_Your assignment_
From the entries below, gather every line containing the string "crate".

(Source records)

◇ ◇ ◇ ◇ ◇

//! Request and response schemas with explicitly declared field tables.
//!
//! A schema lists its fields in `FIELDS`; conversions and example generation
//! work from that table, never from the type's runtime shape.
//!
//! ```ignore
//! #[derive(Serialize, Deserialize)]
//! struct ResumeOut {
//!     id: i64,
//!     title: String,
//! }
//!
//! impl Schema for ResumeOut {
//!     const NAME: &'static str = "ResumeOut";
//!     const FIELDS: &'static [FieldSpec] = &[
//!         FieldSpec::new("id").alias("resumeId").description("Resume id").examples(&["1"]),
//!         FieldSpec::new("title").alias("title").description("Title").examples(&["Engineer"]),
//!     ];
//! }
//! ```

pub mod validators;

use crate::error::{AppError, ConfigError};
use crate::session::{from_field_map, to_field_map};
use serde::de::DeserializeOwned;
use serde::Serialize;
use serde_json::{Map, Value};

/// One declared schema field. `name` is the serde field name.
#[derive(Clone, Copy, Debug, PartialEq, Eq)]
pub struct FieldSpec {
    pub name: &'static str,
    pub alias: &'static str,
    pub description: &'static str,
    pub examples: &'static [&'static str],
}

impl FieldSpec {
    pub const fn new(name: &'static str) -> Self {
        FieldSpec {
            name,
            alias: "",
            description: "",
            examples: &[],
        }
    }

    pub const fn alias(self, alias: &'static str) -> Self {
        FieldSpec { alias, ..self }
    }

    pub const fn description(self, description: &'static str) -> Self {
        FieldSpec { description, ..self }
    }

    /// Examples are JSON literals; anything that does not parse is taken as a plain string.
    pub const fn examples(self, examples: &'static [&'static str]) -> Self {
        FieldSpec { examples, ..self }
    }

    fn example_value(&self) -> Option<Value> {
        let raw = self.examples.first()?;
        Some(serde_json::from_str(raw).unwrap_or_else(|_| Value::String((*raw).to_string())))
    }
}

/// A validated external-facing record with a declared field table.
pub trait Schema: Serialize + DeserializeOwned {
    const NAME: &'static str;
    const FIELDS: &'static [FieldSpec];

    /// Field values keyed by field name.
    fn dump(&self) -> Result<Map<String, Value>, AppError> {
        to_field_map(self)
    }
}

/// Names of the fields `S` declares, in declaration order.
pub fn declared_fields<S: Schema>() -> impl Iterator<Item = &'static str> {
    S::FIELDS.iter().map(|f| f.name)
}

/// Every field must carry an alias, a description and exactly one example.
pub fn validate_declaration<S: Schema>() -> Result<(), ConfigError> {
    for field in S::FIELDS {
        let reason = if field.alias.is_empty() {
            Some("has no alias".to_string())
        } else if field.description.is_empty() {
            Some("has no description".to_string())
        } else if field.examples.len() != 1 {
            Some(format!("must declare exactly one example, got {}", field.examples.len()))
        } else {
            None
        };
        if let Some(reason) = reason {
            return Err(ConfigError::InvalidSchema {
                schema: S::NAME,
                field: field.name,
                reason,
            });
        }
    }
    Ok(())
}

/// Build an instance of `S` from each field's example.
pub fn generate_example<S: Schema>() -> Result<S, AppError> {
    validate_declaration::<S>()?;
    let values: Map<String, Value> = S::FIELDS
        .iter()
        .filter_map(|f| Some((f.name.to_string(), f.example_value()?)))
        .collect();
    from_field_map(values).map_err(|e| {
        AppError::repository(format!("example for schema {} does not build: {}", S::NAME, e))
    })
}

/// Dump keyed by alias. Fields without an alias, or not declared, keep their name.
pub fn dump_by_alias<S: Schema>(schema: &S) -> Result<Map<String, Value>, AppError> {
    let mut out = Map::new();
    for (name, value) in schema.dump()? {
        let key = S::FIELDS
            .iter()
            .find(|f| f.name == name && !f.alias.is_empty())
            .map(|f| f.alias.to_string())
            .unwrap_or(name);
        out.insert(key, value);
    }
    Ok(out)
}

◇ ◇ ◇ ◇ ◇

_Task result_
use crate::error::{AppError, ConfigError};
use crate::session::{from_field_map, to_field_map};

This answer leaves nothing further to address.